** RECORDS FOR THE TASK follows **
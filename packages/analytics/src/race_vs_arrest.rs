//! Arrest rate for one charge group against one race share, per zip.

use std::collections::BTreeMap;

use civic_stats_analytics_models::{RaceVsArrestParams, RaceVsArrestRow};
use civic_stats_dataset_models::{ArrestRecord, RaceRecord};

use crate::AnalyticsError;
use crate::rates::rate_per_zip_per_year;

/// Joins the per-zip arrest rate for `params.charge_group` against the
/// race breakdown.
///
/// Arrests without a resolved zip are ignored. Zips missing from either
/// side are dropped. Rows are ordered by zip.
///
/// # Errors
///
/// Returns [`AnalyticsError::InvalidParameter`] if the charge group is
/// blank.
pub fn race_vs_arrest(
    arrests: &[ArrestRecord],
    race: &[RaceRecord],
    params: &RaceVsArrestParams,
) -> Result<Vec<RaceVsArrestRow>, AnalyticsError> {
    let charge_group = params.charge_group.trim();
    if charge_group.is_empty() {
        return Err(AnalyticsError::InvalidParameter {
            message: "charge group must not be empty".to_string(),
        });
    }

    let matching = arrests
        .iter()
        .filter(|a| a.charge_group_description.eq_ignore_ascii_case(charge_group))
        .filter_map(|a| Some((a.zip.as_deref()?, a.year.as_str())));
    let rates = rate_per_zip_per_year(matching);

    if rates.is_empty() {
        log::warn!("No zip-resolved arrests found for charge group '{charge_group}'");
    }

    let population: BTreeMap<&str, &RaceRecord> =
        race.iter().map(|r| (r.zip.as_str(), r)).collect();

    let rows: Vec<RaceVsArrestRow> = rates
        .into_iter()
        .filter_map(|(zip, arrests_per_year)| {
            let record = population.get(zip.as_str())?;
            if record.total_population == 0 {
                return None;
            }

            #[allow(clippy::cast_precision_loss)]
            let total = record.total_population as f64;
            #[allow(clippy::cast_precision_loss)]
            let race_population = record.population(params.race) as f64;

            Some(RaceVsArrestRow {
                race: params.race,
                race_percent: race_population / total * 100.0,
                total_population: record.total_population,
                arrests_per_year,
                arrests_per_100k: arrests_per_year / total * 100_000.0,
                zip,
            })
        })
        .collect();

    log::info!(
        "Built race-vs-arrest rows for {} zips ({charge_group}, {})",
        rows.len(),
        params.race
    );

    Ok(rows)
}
** End of RECORDS FOR THE TASK **
** RECORDS FOR THE TASK follows **
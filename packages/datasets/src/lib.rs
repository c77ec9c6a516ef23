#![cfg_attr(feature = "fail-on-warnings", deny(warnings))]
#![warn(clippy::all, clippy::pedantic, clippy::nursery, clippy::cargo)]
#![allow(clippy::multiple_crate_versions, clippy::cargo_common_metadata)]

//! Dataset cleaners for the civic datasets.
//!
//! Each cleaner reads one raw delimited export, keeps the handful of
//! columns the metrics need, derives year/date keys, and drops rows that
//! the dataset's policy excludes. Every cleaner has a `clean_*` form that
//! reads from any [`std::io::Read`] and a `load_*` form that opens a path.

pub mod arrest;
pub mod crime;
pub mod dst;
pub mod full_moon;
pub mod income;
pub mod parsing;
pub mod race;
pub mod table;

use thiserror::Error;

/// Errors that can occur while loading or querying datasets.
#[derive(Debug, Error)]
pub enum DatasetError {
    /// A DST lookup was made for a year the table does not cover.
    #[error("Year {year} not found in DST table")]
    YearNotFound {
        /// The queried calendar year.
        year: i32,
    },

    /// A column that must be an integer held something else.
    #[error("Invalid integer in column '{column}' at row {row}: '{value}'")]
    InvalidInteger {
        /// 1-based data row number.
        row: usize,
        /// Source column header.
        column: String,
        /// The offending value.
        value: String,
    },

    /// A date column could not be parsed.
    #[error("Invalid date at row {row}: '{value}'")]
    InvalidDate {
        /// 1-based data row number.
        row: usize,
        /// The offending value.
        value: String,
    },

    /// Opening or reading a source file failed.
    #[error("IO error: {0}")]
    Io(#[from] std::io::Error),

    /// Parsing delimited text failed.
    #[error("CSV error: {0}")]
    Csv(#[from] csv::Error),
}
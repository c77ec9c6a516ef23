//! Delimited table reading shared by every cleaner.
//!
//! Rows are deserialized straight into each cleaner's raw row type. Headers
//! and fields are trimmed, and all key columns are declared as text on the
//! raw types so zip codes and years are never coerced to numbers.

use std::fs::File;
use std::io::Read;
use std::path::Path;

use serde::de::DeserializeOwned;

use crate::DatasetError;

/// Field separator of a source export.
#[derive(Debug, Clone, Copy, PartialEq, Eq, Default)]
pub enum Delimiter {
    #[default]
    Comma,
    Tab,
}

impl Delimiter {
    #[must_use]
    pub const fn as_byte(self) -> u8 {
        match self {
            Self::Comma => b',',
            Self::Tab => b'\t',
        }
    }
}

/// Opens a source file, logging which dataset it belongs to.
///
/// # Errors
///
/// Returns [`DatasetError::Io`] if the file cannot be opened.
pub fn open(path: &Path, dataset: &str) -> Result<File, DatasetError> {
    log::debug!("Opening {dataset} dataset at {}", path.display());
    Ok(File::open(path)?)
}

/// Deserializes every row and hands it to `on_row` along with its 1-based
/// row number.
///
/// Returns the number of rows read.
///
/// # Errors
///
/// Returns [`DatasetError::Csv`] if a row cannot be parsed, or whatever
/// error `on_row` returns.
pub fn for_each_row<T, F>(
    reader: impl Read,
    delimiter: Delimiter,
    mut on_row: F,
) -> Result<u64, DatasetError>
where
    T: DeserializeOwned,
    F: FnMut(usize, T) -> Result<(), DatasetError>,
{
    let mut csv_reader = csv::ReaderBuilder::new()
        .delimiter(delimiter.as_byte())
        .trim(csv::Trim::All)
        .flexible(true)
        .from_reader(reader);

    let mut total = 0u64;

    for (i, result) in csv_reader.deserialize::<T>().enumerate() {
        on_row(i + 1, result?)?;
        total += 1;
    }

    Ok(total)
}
** End of RECORDS FOR THE TASK **
** RECORDS FOR THE TASK follows **
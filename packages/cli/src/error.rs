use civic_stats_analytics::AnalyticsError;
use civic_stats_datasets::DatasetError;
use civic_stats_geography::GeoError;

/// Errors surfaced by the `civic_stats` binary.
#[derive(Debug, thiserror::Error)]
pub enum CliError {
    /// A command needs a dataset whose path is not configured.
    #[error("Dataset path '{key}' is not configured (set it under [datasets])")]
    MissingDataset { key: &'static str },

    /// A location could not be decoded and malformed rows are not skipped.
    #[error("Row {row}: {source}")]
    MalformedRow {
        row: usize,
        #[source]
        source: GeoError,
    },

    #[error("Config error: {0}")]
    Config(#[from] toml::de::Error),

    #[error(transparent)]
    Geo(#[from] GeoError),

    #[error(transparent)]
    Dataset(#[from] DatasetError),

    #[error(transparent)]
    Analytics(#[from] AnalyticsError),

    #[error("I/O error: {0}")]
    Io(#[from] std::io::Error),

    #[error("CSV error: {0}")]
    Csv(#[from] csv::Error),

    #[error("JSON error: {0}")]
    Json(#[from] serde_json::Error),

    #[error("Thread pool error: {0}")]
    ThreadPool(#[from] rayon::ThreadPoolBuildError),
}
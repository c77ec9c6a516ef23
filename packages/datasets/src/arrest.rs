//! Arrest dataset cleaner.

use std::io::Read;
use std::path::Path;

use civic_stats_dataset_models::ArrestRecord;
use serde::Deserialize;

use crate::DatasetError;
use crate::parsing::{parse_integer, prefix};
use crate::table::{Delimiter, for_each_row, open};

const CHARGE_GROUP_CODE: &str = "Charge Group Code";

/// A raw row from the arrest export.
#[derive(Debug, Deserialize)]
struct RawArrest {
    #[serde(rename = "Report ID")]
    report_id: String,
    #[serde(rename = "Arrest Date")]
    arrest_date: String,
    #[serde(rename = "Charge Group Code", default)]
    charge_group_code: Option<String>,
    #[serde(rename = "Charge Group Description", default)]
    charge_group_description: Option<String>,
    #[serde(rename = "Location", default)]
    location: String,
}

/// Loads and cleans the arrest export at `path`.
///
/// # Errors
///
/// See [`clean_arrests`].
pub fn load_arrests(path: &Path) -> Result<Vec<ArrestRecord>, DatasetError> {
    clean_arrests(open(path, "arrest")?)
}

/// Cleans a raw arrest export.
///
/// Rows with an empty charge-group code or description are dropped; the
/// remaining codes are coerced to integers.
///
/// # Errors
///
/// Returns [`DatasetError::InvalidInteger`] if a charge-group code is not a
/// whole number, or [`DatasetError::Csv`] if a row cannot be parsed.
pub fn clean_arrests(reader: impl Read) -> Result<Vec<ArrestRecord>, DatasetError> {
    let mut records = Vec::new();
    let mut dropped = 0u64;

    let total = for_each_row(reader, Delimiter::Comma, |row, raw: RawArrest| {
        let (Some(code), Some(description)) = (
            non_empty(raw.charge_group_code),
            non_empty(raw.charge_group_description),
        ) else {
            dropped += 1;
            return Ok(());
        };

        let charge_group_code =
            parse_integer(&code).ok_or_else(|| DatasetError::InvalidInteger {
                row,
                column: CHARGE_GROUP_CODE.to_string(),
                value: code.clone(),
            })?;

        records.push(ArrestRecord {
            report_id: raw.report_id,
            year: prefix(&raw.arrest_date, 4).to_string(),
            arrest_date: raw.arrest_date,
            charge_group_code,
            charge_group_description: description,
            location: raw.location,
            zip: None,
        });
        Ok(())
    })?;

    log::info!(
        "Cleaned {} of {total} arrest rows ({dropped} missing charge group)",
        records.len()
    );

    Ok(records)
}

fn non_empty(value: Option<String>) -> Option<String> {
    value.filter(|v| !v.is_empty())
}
** End of RECORDS FOR THE TASK **
Say how many lines above include "InvalidParameter", please, and nothing else.

2